Naked Science Forum

General Science => General Science => Topic started by: evan_au on 06/01/2018 18:22:46

Title: What is a Bomb Cyclone?
Post by: evan_au on 06/01/2018 18:22:46
The recent heavy snowfall along the East Coast USA (including normally-temperate Florida) has been attributed to a “bomb cyclone”. What is it, and what caused it?

I understood that cyclones/hurricanes were most frequent over warm ocean water, which is rare in the North Atlantic in January?

The best explanation I could find was in Wired (https://r.search.yahoo.com/_ylt=AwrSbmKxDVFakUkA9k9AvolQ;_ylu=X3oDMTByc3RzMXFjBGNvbG8DZ3ExBHBvcwM0BHZ0aWQDBHNlYwNzcg--/RV=2/RE=1515290161/RO=10/RU=https%3a%2f%2fwww.wired.com%2fstory%2fwhy-the-bomb-cyclone-hitting-the-east-coast-is-so-unusual%2f/RK=2/RS=k9TrRGEn5TH57kfWm_vnxE45UCs-).

Or Is this just an example of the politically correct Doublespeak we can expect from the current US administration, where NOAA (the US government weather bureau) is headed by a Trump-appointed administrator who cannot say that sea temperatures are on an upward trend?
Title: Re: What is a Bomb Cyclone?
Post by: alancalverd on 06/01/2018 23:27:54
Apart from the usual genuflection towards climate change, the Wired article is pretty good.

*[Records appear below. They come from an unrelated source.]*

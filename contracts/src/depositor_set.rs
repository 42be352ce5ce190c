//! # Depositor Set
//!
//! Insertion-ordered set of principals that have ever deposited. Backed by
//! a `Vec` for stable enumeration and a `HashSet` for O(1) membership, so
//! repeated deposits never rescan the list.
//!
//! Membership means "has ever deposited", not "currently holds funds": a
//! principal who withdraws down to zero stays in the set.

use std::collections::HashSet;

use serde::{Deserialize, Serialize};
use vault_protocol::identity::Address;

/// Ordered, duplicate-free list of depositors.
///
/// Serializes as the plain ordered list; the membership index is rebuilt
/// on the way back in.
#[derive(Debug, Clone, Default, Serialize, Deserialize)]
#[serde(from = "Vec<Address>", into = "Vec<Address>")]
pub struct DepositorSet {
    order: Vec<Address>,
    index: HashSet<Address>,
}

impl DepositorSet {
    /// Creates an empty set.
    pub fn new() -> Self {
        Self::default()
    }

    /// Adds `address` if it is not already present.
    ///
    /// Returns `true` on first insertion, `false` if it was already there.
    pub fn insert(&mut self, address: Address) -> bool {
        if !self.index.insert(address) {
            return false;
        }
        self.order.push(address);
        true
    }

    /// Returns `true` if `address` has ever been inserted.
    pub fn contains(&self, address: &Address) -> bool {
        self.index.contains(address)
    }

    /// Number of distinct depositors.
    pub fn len(&self) -> usize {
        self.order.len()
    }

    /// Returns `true` if no one has deposited yet.
    pub fn is_empty(&self) -> bool {
        self.order.is_empty()
    }

    /// Depositors in first-deposit order.
    pub fn iter(&self) -> impl Iterator<Item = &Address> {
        self.order.iter()
    }

    /// Depositors in first-deposit order, as a slice.
    pub fn as_slice(&self) -> &[Address] {
        &self.order
    }
}

impl PartialEq for DepositorSet {
    fn eq(&self, other: &Self) -> bool {
        // The index is derived from `order`.
        self.order == other.order
    }
}

impl Eq for DepositorSet {}

impl From<Vec<Address>> for DepositorSet {
    fn from(addresses: Vec<Address>) -> Self {
        let mut set = Self::new();
        for address in addresses {
            set.insert(address);
        }
        set
    }
}

impl From<DepositorSet> for Vec<Address> {
    fn from(set: DepositorSet) -> Self {
        set.order
    }
}

#[cfg(test)]
mod tests {
    use super::*;

    fn addr(label: &str) -> Address {
        Address::derive(label)
    }

    #[test]
    fn insert_is_idempotent() {
        let mut set = DepositorSet::new();
        assert!(set.insert(addr("alice")));
        assert!(!set.insert(addr("alice")));
        assert!(!set.insert(addr("alice")));
        assert_eq!(set.len(), 1);
    }

    #[test]
    fn enumeration_keeps_first_insertion_order() {
        let mut set = DepositorSet::new();
        set.insert(addr("carol"));
        set.insert(addr("alice"));
        set.insert(addr("carol"));
        set.insert(addr("bob"));

        let order: Vec<Address> = set.iter().copied().collect();
        assert_eq!(order, vec![addr("carol"), addr("alice"), addr("bob")]);
    }

    #[test]
    fn contains_tracks_membership() {
        let mut set = DepositorSet::new();
        assert!(set.is_empty());
        set.insert(addr("alice"));
        assert!(set.contains(&addr("alice")));
        assert!(!set.contains(&addr("bob")));
    }

    #[test]
    fn deserialization_rebuilds_index_and_drops_duplicates() {
        let a = addr("alice");
        let b = addr("bob");
        let json = serde_json::to_string(&vec![a, b, a]).unwrap();
        let set: DepositorSet = serde_json::from_str(&json).unwrap();
        assert_eq!(set.as_slice(), &[a, b]);
        assert!(set.contains(&b));
    }

    #[test]
    fn serializes_as_plain_list() {
        let mut set = DepositorSet::new();
        set.insert(addr("alice"));
        let json = serde_json::to_value(&set).unwrap();
        assert!(json.is_array());
        assert_eq!(json.as_array().unwrap().len(), 1);
    }
}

100 degree differences between invaginating air masses, even of they are really only 55.6 degrees in proper units, will cause enormous thermal updrafts as the arctic layer rolls over the slower-moving moist tropical air. Air rushing in to replace the updrafts forms a cyclonic vortex thanks to Coriolis (surface air moving northwards has a strong westerly component) , and when the warm moist air accelerates upwards through the cold front, expands, and reaches the freezing level, it will dump all that tropical moisture as snow.

 
The "bomb" epithet just refers to the speed with which it all happens, and the eastern USA is perfectly suited to small, rapid cyclogenesis as the polar continental air mass has had a long fetch over cold ground whilst the tropical maritime mass has had an equally long trip over a relatively warm sea, so has gained plenty of moisture and lost very little heat.

North Atlantic lows are actually very common, indeed the cause of the dominant 3 - 5 day weather cycle in the British Isles, but they usually form further east, are weaker, and tend to dissipate somewhat before they reach these shores, though Storm Eleanor caused a lot of damage in Ireland last week.  A few sudden snowfalls on the US east coast is entirely normal each winter, but this one just happened to be a bit more vigorous than usual.